[Opening Input for this task section]

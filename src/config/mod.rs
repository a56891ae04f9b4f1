//! Application configuration module
//!
//! Provides type-safe configuration loading from environment variables
//! using the `config` and `dotenvy` crates. Configuration is loaded with
//! the `REMIRO` prefix and nested values use double underscores as
//! separators.
//!
//! # Example
//!
//! ```no_run
//! use remiro::config::AppConfig;
//!
//! let config = AppConfig::load().expect("Failed to load configuration");
//! config.validate().expect("Invalid configuration");
//!
//! println!("Storing user data under {}", config.storage.data_dir.display());
//! ```

mod error;
mod log;
mod storage;

pub use error::{ConfigError, ValidationError};
pub use log::LogConfig;
pub use storage::StorageConfig;

use serde::Deserialize;

/// Root application configuration
#[derive(Debug, Clone, Default, Deserialize)]
pub struct AppConfig {
    /// Storage configuration (data directory)
    #[serde(default)]
    pub storage: StorageConfig,

    /// Logging configuration (filter directive)
    #[serde(default)]
    pub log: LogConfig,
}

impl AppConfig {
    /// Load configuration from environment variables
    ///
    /// This function:
    /// 1. Loads `.env` file if present (for development)
    /// 2. Reads environment variables with the `REMIRO` prefix
    /// 3. Uses `__` (double underscore) to separate nested values
    ///
    /// # Environment Variable Format
    ///
    /// - `REMIRO__STORAGE__DATA_DIR=/var/lib/remiro` -> `storage.data_dir`
    /// - `REMIRO__LOG__FILTER=remiro=debug` -> `log.filter`
    ///
    /// # Errors
    ///
    /// Returns `ConfigError` if values cannot be parsed into the expected
    /// types.
    pub fn load() -> Result<Self, ConfigError> {
        // Load .env file if present (development)
        dotenvy::dotenv().ok();

        let config = config::Config::builder()
            .add_source(
                config::Environment::default()
                    .prefix("REMIRO")
                    .separator("__"),
            )
            .build()?
            .try_deserialize()?;

        Ok(config)
    }

    /// Validate all configuration values
    ///
    /// # Errors
    ///
    /// Returns `ValidationError` if any configuration value is invalid.
    pub fn validate(&self) -> Result<(), ValidationError> {
        self.storage.validate()?;
        self.log.validate()?;
        Ok(())
    }
}

#[cfg(test)]
mod tests {
    use super::*;
    use std::env;
    use std::path::PathBuf;
    use std::sync::Mutex;

    // Mutex to ensure tests don't run in parallel (env vars are global)
    static ENV_MUTEX: Mutex<()> = Mutex::new(());

    fn clear_env() {
        env::remove_var("REMIRO__STORAGE__DATA_DIR");
        env::remove_var("REMIRO__LOG__FILTER");
    }

    #[test]
    fn loads_with_defaults_when_env_is_empty() {
        let _guard = ENV_MUTEX.lock().unwrap();
        clear_env();

        let config = AppConfig::load().unwrap();

        assert_eq!(config.storage.data_dir, PathBuf::from("data"));
        assert_eq!(config.log.filter, "info");
        assert!(config.validate().is_ok());
    }

    #[test]
    fn custom_data_dir_from_environment() {
        let _guard = ENV_MUTEX.lock().unwrap();
        env::set_var("REMIRO__STORAGE__DATA_DIR", "/tmp/remiro-data");
        let result = AppConfig::load();
        clear_env();

        let config = result.unwrap();
        assert_eq!(config.storage.data_dir, PathBuf::from("/tmp/remiro-data"));
    }

    #[test]
    fn custom_log_filter_from_environment() {
        let _guard = ENV_MUTEX.lock().unwrap();
        env::set_var("REMIRO__LOG__FILTER", "remiro=debug");
        let result = AppConfig::load();
        clear_env();

        let config = result.unwrap();
        assert_eq!(config.log.filter, "remiro=debug");
    }
}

[Closing Input for this task section]

Instructions to follow: Each record above has to be retyped exactly, with nothing left out.

Response area:
filename src/config/mod.rs
repository a56891ae04f9b4f1
//! Application configuration module
//!
//! Provides type-safe configuration loading from environment variables
//! using the `config` and `dotenvy` crates. Configuration is loaded with
//! the `REMIRO` prefix and nested values use double underscores as
//! separators.
//!
//! # Example
//!
//! ```no_run
//! use remiro::config::AppConfig;
//!
//! let config = AppConfig::load().expect("Failed to load configuration");
//! config.validate().expect("Invalid configuration");
//!
//! println!("Storing user data under {}", config.storage.data_dir.display());
//! ```

mod error;
mod log;
mod storage;

pub use error::{ConfigError, ValidationError};
pub use log::LogConfig;
pub use storage::StorageConfig;

use serde::Deserialize;

/// Root application configuration
#[derive(Debug, Clone, Default, Deserialize)]
pub struct AppConfig {
    /// Storage configuration (data directory)
    #[serde(default)]
    pub storage: StorageConfig,

    /// Logging configuration (filter directive)
    #[serde(default)]
    pub log: LogConfig,
}

impl AppConfig {
    /// Load configuration from environment variables
    ///
    /// This function:
    /// 1. Loads `.env` file if present (for development)
    /// 2. Reads environment variables with the `REMIRO` prefix
    /// 3. Uses `__` (double underscore) to separate nested values
    ///
    /// # Environment Variable Format
    ///
    /// - `REMIRO__STORAGE__DATA_DIR=/var/lib/remiro` -> `storage.data_dir`
    /// - `REMIRO__LOG__FILTER=remiro=debug` -> `log.filter`
    ///
    /// # Errors
    ///
    /// Returns `ConfigError` if values cannot be parsed into the expected
    /// types.
    pub fn load() -> Result<Self, ConfigError> {
        // Load .env file if present (development)
        dotenvy::dotenv().ok();

        let config = config::Config::builder()
            .add_source(
                config::Environment::default()
                    .prefix("REMIRO")
                    .separator("__"),
            )
            .build()?
            .try_deserialize()?;

        Ok(config)
    }

    /// Validate all configuration values
    ///
    /// # Errors
    ///
    /// Returns `ValidationError` if any configuration value is invalid.
    pub fn validate(&self) -> Result<(), ValidationError> {
        self.storage.validate()?;
        self.log.validate()?;
        Ok(())
    }
}

#[cfg(test)]
mod tests {
    use super::*;
    use std::env;
    use std::path::PathBuf;
    use std::sync::Mutex;

    // Mutex to ensure tests don't run in parallel (env vars are global)
    static ENV_MUTEX: Mutex<()> = Mutex::new(());

    fn clear_env() {
        env::remove_var("REMIRO__STORAGE__DATA_DIR");
        env::remove_var("REMIRO__LOG__FILTER");
    }

    #[test]
    fn loads_with_defaults_when_env_is_empty() {
        let _guard = ENV_MUTEX.lock().unwrap();
        clear_env();

        let config = AppConfig::load().unwrap();

        assert_eq!(config.storage.data_dir, PathBuf::from("data"));
        assert_eq!(config.log.filter, "info");
        assert!(config.validate().is_ok());
    }

    #[test]
    fn custom_data_dir_from_environment() {
        let _guard = ENV_MUTEX.lock().unwrap();
        env::set_var("REMIRO__STORAGE__DATA_DIR", "/tmp/remiro-data");
        let result = AppConfig::load();
        clear_env();

        let config = result.unwrap();
        assert_eq!(config.storage.data_dir, PathBuf::from("/tmp/remiro-data"));
    }

    #[test]
    fn custom_log_filter_from_environment() {
        let _guard = ENV_MUTEX.lock().unwrap();
        env::set_var("REMIRO__LOG__FILTER", "remiro=debug");
        let result = AppConfig::load();
        clear_env();

        let config = result.unwrap();
        assert_eq!(config.log.filter, "remiro=debug");
    }
}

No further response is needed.